* **Material to process**
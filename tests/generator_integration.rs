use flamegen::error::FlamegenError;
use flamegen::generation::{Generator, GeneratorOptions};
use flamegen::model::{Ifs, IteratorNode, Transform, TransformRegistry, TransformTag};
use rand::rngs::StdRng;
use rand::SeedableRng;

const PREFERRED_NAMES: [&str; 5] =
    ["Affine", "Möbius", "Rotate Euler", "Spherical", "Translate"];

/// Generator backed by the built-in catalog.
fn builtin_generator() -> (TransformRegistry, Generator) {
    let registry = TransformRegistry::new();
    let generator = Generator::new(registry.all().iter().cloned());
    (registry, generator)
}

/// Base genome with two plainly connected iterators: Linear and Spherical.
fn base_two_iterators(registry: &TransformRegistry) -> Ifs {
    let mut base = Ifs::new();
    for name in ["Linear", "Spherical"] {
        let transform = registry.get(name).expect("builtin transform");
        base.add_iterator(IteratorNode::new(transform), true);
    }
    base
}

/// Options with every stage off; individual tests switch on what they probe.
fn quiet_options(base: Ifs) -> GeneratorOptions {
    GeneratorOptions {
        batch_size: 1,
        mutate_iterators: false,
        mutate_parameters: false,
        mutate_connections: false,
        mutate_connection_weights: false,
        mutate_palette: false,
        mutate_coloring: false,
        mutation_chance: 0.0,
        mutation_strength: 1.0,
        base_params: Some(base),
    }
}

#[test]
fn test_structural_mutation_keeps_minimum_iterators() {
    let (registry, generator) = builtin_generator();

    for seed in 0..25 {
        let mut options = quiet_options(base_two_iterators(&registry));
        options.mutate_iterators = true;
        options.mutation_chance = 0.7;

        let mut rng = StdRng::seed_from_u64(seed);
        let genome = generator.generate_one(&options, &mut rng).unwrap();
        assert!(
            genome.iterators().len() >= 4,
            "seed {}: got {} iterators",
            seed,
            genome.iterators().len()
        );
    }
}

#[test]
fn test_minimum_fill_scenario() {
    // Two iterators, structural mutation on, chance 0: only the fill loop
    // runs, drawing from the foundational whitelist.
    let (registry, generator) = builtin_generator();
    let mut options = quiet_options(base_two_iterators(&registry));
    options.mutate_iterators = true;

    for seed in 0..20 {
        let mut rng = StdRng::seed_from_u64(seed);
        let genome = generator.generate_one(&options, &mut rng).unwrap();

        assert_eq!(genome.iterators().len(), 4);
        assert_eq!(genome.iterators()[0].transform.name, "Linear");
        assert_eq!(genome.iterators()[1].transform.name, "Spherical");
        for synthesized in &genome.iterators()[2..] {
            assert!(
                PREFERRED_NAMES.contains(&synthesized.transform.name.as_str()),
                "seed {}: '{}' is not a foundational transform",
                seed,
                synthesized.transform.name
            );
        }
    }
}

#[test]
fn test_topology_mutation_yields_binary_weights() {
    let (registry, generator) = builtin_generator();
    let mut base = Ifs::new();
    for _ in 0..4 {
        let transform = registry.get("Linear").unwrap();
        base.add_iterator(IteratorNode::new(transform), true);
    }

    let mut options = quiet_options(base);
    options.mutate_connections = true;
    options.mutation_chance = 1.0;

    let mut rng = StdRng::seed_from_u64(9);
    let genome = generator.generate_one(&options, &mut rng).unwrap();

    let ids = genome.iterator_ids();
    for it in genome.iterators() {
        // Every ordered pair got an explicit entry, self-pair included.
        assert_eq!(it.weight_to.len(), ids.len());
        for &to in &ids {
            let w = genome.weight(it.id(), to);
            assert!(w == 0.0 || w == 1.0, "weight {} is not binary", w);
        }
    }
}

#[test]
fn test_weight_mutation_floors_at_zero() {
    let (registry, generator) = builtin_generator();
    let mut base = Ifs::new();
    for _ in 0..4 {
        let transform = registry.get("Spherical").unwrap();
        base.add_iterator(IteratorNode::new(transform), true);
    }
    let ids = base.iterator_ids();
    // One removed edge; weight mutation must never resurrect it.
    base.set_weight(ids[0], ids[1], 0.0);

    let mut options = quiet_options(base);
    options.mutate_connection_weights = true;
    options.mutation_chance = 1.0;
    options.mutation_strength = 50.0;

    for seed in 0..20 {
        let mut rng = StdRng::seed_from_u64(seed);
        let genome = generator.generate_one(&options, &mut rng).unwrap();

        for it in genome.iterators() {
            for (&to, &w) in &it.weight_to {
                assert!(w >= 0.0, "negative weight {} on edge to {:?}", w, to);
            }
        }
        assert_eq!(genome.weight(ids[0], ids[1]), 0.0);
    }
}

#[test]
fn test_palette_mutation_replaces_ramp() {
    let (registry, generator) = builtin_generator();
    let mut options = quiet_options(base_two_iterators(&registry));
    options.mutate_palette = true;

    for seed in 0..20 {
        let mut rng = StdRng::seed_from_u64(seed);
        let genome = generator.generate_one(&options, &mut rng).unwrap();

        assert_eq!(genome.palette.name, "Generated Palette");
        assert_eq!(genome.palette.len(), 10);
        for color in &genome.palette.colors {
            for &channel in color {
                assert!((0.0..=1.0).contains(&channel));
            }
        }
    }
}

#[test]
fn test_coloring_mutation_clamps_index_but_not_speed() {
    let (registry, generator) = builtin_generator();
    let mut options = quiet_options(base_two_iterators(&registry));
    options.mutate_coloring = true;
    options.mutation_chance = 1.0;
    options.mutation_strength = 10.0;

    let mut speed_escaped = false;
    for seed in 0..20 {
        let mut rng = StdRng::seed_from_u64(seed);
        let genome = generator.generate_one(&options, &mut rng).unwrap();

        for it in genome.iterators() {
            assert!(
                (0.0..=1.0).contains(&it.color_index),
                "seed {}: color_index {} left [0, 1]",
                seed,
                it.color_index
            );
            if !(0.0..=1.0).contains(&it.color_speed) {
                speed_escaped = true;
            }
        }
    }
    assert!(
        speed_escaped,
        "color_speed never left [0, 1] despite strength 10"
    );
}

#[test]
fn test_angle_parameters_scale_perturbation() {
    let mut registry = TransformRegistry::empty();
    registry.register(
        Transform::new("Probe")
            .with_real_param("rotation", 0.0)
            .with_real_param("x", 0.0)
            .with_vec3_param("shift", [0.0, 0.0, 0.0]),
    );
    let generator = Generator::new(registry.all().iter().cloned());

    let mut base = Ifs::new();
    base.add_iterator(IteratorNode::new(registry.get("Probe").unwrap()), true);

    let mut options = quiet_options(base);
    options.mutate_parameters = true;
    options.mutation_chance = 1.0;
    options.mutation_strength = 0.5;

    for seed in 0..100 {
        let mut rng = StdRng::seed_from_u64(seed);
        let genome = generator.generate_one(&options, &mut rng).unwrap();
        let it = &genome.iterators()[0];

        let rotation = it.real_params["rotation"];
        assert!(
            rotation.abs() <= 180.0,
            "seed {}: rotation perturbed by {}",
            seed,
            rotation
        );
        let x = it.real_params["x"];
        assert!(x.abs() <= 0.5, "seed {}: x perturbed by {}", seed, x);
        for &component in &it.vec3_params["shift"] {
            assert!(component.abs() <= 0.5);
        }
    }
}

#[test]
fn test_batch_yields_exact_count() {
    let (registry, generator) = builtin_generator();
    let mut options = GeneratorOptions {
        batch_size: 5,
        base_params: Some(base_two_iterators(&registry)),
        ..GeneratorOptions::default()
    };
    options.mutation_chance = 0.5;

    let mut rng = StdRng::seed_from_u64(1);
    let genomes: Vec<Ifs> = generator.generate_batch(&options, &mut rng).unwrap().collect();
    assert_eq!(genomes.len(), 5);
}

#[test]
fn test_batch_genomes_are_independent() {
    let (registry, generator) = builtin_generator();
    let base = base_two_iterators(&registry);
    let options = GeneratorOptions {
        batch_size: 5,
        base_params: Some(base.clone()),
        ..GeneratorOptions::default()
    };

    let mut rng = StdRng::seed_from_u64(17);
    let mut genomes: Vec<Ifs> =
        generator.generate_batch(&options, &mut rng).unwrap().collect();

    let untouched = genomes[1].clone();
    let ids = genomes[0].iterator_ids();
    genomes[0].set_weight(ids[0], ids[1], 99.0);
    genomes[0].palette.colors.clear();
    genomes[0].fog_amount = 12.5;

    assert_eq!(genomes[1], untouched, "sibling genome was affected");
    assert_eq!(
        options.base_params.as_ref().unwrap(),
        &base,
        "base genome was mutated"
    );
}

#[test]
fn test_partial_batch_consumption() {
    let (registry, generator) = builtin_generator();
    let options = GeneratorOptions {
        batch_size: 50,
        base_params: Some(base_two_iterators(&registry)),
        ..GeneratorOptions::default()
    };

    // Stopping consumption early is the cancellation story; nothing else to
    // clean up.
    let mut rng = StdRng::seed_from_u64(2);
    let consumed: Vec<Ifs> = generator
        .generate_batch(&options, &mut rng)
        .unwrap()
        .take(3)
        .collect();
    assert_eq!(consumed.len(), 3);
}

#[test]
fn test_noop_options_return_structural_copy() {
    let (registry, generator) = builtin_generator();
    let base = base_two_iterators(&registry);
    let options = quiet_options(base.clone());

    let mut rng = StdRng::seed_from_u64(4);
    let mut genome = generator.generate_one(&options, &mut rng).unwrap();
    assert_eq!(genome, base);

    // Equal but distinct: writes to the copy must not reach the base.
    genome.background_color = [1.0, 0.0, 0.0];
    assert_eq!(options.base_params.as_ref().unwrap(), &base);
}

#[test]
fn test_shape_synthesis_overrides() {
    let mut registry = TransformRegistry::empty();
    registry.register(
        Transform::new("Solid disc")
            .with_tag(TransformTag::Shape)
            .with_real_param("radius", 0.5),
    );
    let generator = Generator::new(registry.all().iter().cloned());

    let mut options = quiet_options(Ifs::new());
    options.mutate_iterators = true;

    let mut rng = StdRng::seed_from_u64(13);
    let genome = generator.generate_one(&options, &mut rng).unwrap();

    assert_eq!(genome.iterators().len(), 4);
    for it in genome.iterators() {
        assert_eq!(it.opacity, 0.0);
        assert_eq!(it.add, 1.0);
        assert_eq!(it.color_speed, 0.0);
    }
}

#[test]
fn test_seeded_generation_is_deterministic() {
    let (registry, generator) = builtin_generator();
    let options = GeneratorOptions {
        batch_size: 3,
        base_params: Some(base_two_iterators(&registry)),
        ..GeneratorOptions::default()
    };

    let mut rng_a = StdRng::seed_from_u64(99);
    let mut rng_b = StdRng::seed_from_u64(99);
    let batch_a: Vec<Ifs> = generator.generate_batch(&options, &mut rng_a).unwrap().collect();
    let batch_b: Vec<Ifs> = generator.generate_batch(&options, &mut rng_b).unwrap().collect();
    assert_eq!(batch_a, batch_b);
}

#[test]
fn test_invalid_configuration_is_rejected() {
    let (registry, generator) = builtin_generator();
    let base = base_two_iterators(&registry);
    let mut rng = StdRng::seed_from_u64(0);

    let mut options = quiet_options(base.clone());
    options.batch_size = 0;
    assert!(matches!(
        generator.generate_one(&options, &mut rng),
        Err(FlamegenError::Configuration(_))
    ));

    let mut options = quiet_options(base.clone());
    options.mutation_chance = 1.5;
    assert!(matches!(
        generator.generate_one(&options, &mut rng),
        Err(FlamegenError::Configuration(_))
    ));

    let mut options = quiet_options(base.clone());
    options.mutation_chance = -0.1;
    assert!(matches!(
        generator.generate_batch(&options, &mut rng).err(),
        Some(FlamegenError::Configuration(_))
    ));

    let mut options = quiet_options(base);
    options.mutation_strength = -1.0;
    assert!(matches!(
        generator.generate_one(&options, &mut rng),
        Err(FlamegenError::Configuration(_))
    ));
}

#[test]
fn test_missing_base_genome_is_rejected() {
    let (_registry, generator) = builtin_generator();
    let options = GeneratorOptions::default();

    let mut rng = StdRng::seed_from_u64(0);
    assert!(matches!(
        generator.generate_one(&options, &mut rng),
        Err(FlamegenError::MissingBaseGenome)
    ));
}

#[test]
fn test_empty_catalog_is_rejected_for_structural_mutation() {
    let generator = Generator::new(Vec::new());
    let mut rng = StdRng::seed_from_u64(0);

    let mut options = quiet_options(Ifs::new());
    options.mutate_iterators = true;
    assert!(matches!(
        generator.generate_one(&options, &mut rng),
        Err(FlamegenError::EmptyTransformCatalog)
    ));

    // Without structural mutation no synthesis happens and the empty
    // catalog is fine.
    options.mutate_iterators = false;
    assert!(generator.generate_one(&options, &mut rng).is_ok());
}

* **Problem to work on**
Include the first line of the listing, the line with "use rand::rngs::StdRng;", and every line between them, each repeated exactly, and output only those.

* **Response to the exercise**
filename tests/generator_integration.rs
use flamegen::error::FlamegenError;
use flamegen::generation::{Generator, GeneratorOptions};
use flamegen::model::{Ifs, IteratorNode, Transform, TransformRegistry, TransformTag};
use rand::rngs::StdRng;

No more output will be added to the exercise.